One factor that’s helped the rally in metals and mining shares (GNR) in 2016 has been the improvement in China’s economic indicators. China’s property market saw a rebound this year due to its government’s stimulus measures. However, the impact of these stimulus measures has been fading. The Chinese government has also tightened homebuying regulations in a bid to control rising property prices.

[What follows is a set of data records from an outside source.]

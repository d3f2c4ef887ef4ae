// src/engine/controller.rs

//! The trigger interface: one method per named operation.
//!
//! Aggregate triggers return as soon as their units are dispatched; the
//! returned handles may be joined for a report or dropped.

use std::sync::Arc;

use tokio::sync::oneshot;
use tracing::{info, warn};

use crate::engine::env::WorkerEnv;
use crate::engine::fanout::{BatchHandle, FanoutScheduler, UnitHandle};
use crate::engine::operations::{Operation, OperationTable};
use crate::engine::unit::UnitOutcome;
use crate::engine::{finalizer, poller, transitions};
use crate::errors::{DaqError, Result};
use crate::types::{NodeId, RunContext, StateName};

/// Handles of the two batches started by [`Controller::finalize_run`].
#[derive(Debug)]
pub struct FinalizeHandles {
    pub organize: BatchHandle,
    pub backup: BatchHandle,
}

#[derive(Debug, Clone)]
pub struct Controller {
    env: Arc<WorkerEnv>,
    scheduler: FanoutScheduler,
}

impl Controller {
    pub fn new(env: Arc<WorkerEnv>, operations: Arc<OperationTable>) -> Self {
        let scheduler = FanoutScheduler::new(Arc::clone(&env.registry), operations);
        Self { env, scheduler }
    }

    pub fn operations(&self) -> &OperationTable {
        self.scheduler.operations()
    }

    pub async fn refresh_all_ecc_states(&self) -> Result<BatchHandle> {
        let env = Arc::clone(&self.env);
        self.scheduler
            .dispatch(Operation::RefreshAllEccStates, move |id, deadline| {
                let env = Arc::clone(&env);
                async move { transitions::refresh_state(&env, &id, deadline).await.map(drop) }
            })
            .await
    }

    pub fn refresh_ecc_state(&self, id: NodeId) -> UnitHandle {
        let env = Arc::clone(&self.env);
        let node = id.clone();
        self.scheduler
            .dispatch_one(Operation::RefreshEccState, id, move |deadline| async move {
                transitions::refresh_state(&env, &node, deadline).await.map(drop)
            })
    }

    pub fn change_ecc_state(&self, id: NodeId, target: StateName) -> UnitHandle {
        let env = Arc::clone(&self.env);
        let node = id.clone();
        self.scheduler
            .dispatch_one(Operation::ChangeEccState, id, move |deadline| async move {
                transitions::request_transition(&env, &node, &target, deadline)
                    .await
                    .map(drop)
            })
    }

    pub async fn check_all_ecc_online(&self) -> Result<BatchHandle> {
        let env = Arc::clone(&self.env);
        self.scheduler
            .dispatch(Operation::CheckAllEccOnline, move |id, deadline| {
                let env = Arc::clone(&env);
                async move { poller::check_ecc_online(&env, &id, deadline).await.map(drop) }
            })
            .await
    }

    pub fn check_ecc_online(&self, id: NodeId) -> UnitHandle {
        let env = Arc::clone(&self.env);
        let node = id.clone();
        self.scheduler
            .dispatch_one(Operation::CheckEccOnline, id, move |deadline| async move {
                poller::check_ecc_online(&env, &node, deadline).await.map(drop)
            })
    }

    pub async fn check_all_data_routers(&self) -> Result<BatchHandle> {
        let env = Arc::clone(&self.env);
        self.scheduler
            .dispatch(Operation::CheckAllDataRouters, move |id, deadline| {
                let env = Arc::clone(&env);
                async move {
                    poller::check_data_router_status(&env, &id, deadline)
                        .await
                        .map(drop)
                }
            })
            .await
    }

    pub fn check_data_router_status(&self, id: NodeId) -> UnitHandle {
        let env = Arc::clone(&self.env);
        let node = id.clone();
        self.scheduler
            .dispatch_one(Operation::CheckDataRouterStatus, id, move |deadline| async move {
                poller::check_data_router_status(&env, &node, deadline)
                    .await
                    .map(drop)
            })
    }

    pub async fn organize_files_all(&self, run: RunContext) -> Result<BatchHandle> {
        validate_experiment_name(&run.experiment_name)?;
        let env = Arc::clone(&self.env);
        let run = Arc::new(run);
        self.scheduler
            .dispatch(Operation::OrganizeFilesAll, move |id, deadline| {
                let env = Arc::clone(&env);
                let run = Arc::clone(&run);
                async move {
                    finalizer::organize_files(&env, &id, &run, deadline)
                        .await
                        .map(drop)
                }
            })
            .await
    }

    pub fn organize_files(&self, id: NodeId, run: RunContext) -> Result<UnitHandle> {
        validate_experiment_name(&run.experiment_name)?;
        let env = Arc::clone(&self.env);
        let node = id.clone();
        Ok(self
            .scheduler
            .dispatch_one(Operation::OrganizeFiles, id, move |deadline| async move {
                finalizer::organize_files(&env, &node, &run, deadline)
                    .await
                    .map(drop)
            }))
    }

    pub async fn backup_config_files_all(&self, run: RunContext) -> Result<BatchHandle> {
        validate_experiment_name(&run.experiment_name)?;
        let env = Arc::clone(&self.env);
        let run = Arc::new(run);
        self.scheduler
            .dispatch(Operation::BackupConfigFilesAll, move |id, deadline| {
                let env = Arc::clone(&env);
                let run = Arc::clone(&run);
                async move {
                    finalizer::backup_config_files(&env, &id, &run, deadline)
                        .await
                        .map(drop)
                }
            })
            .await
    }

    pub fn backup_config_files(&self, id: NodeId, run: RunContext) -> Result<UnitHandle> {
        validate_experiment_name(&run.experiment_name)?;
        let env = Arc::clone(&self.env);
        let node = id.clone();
        Ok(self
            .scheduler
            .dispatch_one(Operation::BackupConfigFiles, id, move |deadline| async move {
                finalizer::backup_config_files(&env, &node, &run, deadline)
                    .await
                    .map(drop)
            }))
    }

    /// Run-boundary housekeeping: organize every data router and back up
    /// every ECC node. The two batches run concurrently.
    ///
    /// If the backup batch cannot be dispatched, the organize batch is
    /// joined before the error is returned.
    pub async fn finalize_run(&self, run: RunContext) -> Result<FinalizeHandles> {
        validate_experiment_name(&run.experiment_name)?;
        info!(
            experiment = %run.experiment_name,
            run = run.run_number,
            "finalizing run"
        );
        let organize = self.organize_files_all(run.clone()).await?;
        let backup = match self.backup_config_files_all(run).await {
            Ok(backup) => backup,
            Err(e) => {
                // The moves are already running; let them land before failing.
                warn!(error = %e, "backup dispatch failed, waiting for data routers");
                organize.join().await;
                return Err(e);
            }
        };
        Ok(FinalizeHandles { organize, backup })
    }

    /// Last `lines` lines of `path` on node `id`.
    pub async fn tail_file(&self, id: NodeId, path: String, lines: usize) -> Result<String> {
        let env = Arc::clone(&self.env);
        let node = id.clone();
        let (tx, rx) = oneshot::channel();
        let handle = self
            .scheduler
            .dispatch_one(Operation::TailFile, id, move |deadline| async move {
                let record = env.fetch(&node).await?;
                let mut session = env.open_session(&node, record.endpoint(), deadline).await?;
                let result = session.tail_file(&path, lines).await;
                let text = session.finish(result).await?;
                let _ = tx.send(text);
                Ok(())
            });

        let report = handle.join().await;
        match report.outcome {
            UnitOutcome::Succeeded => rx.await.map_err(|_| {
                DaqError::RemoteCommand(format!("no output received from {}", report.node))
            }),
            UnitOutcome::Failed(e) => Err(e),
            UnitOutcome::TimedOut { .. } => {
                Err(DaqError::Timeout(self.operations().budget(Operation::TailFile).hard))
            }
        }
    }
}

/// Experiment names become a remote directory level.
pub fn validate_experiment_name(name: &str) -> Result<()> {
    let trimmed = name.trim();
    if trimmed.is_empty() || trimmed != name {
        return Err(DaqError::InvalidArgument(format!(
            "experiment name '{name}' must be non-empty without surrounding whitespace"
        )));
    }
    if name == "." || name == ".." || name.contains('/') || name.contains('\0') {
        return Err(DaqError::InvalidArgument(format!(
            "experiment name '{name}' must be a single path component"
        )));
    }
    Ok(())
}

We’ve seen moderation in Chinese real estate activity after a big spike earlier this year. However, the country’s automotive sales have been strong, as buyers seem to be making the most of the country’s sales tax cut. You can read more about China’s recent economic indicators in China’s Real Estate Indicators Continue to Fall in August.

Capacity curtailments

Despite China’s commitment to cutting excess steel capacity, we haven’t seen much traction on that front. As the country’s steel demand shows signs of wearing out, we could see a rise in Chinese steel exports if production levels aren’t cut commensurately. Higher Chinese steel exports put pressure on international steel prices. Production curtailments by China could also support Chinese steel prices.

Chinese steel prices affect steel prices all over the world. Higher Chinese steel prices tend to put a floor under international steel prices. Notably, China isn’t a major exporter to the United States, accounting for only about 2% of US steel imports in July 2016. However, there are allegations that China is transshipping some of its excess steel to the United States through Vietnam.